YOUR OBJECTIVE —
The answer should consist of each line from the data below that includes "could".

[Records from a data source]
//! Shared test infrastructure for record manager integration tests.

// Not every helper is used by every test binary.
#![allow(dead_code)]

use std::collections::HashMap;
use std::path::PathBuf;
use std::sync::atomic::{AtomicBool, Ordering};
use std::sync::{Arc, Mutex};

use async_trait::async_trait;
use tempfile::TempDir;

use dns_ha::probe::{Probe, ProbeError};
use dns_ha::record::{DnsRecord, ManagedRecord, RecordFamily};
use dns_ha::service::{ServiceError, ServiceLifecycle};
use dns_ha::status::StatusPolicy;
use dns_ha::unbound::ZoneFile;
use dns_ha::RecordManager;

// --- Constants ---

pub const HOSTNAME: &str = "a.example.com";
pub const UNRELATED_LINE: &str = r#"local-data: "other.tld 30 A 10.9.9.9""#;

/// Policy that settles after a single observation, keeping tick counts low.
pub fn fast_policy() -> StatusPolicy {
    StatusPolicy {
        healthy: 1,
        unhealthy: 1,
        initial_healthy: 1,
        initial_unhealthy: 1,
    }
}

// --- SwitchProbe ---

/// Probe whose verdict can be flipped between ticks.
#[derive(Clone)]
pub struct SwitchProbe {
    healthy: Arc<AtomicBool>,
}

impl SwitchProbe {
    pub fn new(healthy: bool) -> Self {
        Self {
            healthy: Arc::new(AtomicBool::new(healthy)),
        }
    }

    pub fn set_healthy(&self, healthy: bool) {
        self.healthy.store(healthy, Ordering::SeqCst);
    }
}

#[async_trait]
impl Probe for SwitchProbe {
    async fn is_healthy(&self) -> Result<bool, ProbeError> {
        Ok(self.healthy.load(Ordering::SeqCst))
    }
}

// --- RecordingService ---

/// Records reload/restart invocations; reload can be scripted to report
/// that the unit does not support reloading.
#[derive(Clone)]
pub struct RecordingService {
    calls: Arc<Mutex<Vec<&'static str>>>,
    reload_unsupported: bool,
}

impl RecordingService {
    pub fn new() -> Self {
        Self {
            calls: Arc::new(Mutex::new(Vec::new())),
            reload_unsupported: false,
        }
    }

    pub fn with_reload_unsupported() -> Self {
        Self {
            reload_unsupported: true,
            ..Self::new()
        }
    }

    pub fn calls(&self) -> Vec<&'static str> {
        self.calls.lock().unwrap().clone()
    }
}

#[async_trait]
impl ServiceLifecycle for RecordingService {
    async fn reload(&self) -> Result<(), ServiceError> {
        self.calls.lock().unwrap().push("reload");
        if self.reload_unsupported {
            Err(ServiceError::ReloadNotSupported)
        } else {
            Ok(())
        }
    }

    async fn restart(&self) -> Result<(), ServiceError> {
        self.calls.lock().unwrap().push("restart");
        Ok(())
    }
}

// --- Zone fixture ---

/// A zone file in a temp directory, with the validator stubbed out.
pub struct ZoneFixture {
    _dir: TempDir,
    pub path: PathBuf,
}

impl ZoneFixture {
    pub fn new(initial: &str) -> Self {
        let dir = tempfile::tempdir().expect("could not create temp dir");
        let path = dir.path().join("ha.conf");
        std::fs::write(&path, initial).expect("could not seed zone file");
        Self { _dir: dir, path }
    }

    /// Zone store whose validator always passes.
    pub fn zone(&self) -> ZoneFile {
        ZoneFile::with_validator(&self.path, false, "true").expect("could not open zone file")
    }

    /// Zone store whose validator always rejects.
    pub fn zone_rejecting_validator(&self) -> ZoneFile {
        ZoneFile::with_validator(&self.path, false, "false").expect("could not open zone file")
    }

    pub fn contents(&self) -> String {
        std::fs::read_to_string(&self.path).expect("could not read zone file")
    }

    pub fn lines(&self) -> Vec<String> {
        self.contents().lines().map(str::to_string).collect()
    }
}

// --- Builders ---

pub fn make_record(
    ip: &str,
    family: RecordFamily,
    priority: u8,
    ttl: u16,
    probe: SwitchProbe,
) -> Arc<ManagedRecord> {
    let record = DnsRecord {
        priority,
        family,
        address: ip.parse().expect("invalid test address"),
        ttl,
    };
    Arc::new(ManagedRecord::new(
        HOSTNAME,
        record,
        fast_policy(),
        Box::new(probe),
    ))
}

pub fn make_manager(
    zone: ZoneFile,
    service: RecordingService,
    records: Vec<Arc<ManagedRecord>>,
) -> RecordManager {
    let mut map = HashMap::new();
    map.insert(HOSTNAME.to_string(), records);
    RecordManager::new(zone, Box::new(service), map)
}

pub fn desired_line(ttl: u16, family: &str, ip: &str) -> String {
    format!(r#"local-data: "{HOSTNAME} {ttl} {family} {ip}""#)
}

OUTPUT OF THE TASK —
        let dir = tempfile::tempdir().expect("could not create temp dir");
        std::fs::write(&path, initial).expect("could not seed zone file");
        ZoneFile::with_validator(&self.path, false, "true").expect("could not open zone file")
        ZoneFile::with_validator(&self.path, false, "false").expect("could not open zone file")
        std::fs::read_to_string(&self.path).expect("could not read zone file")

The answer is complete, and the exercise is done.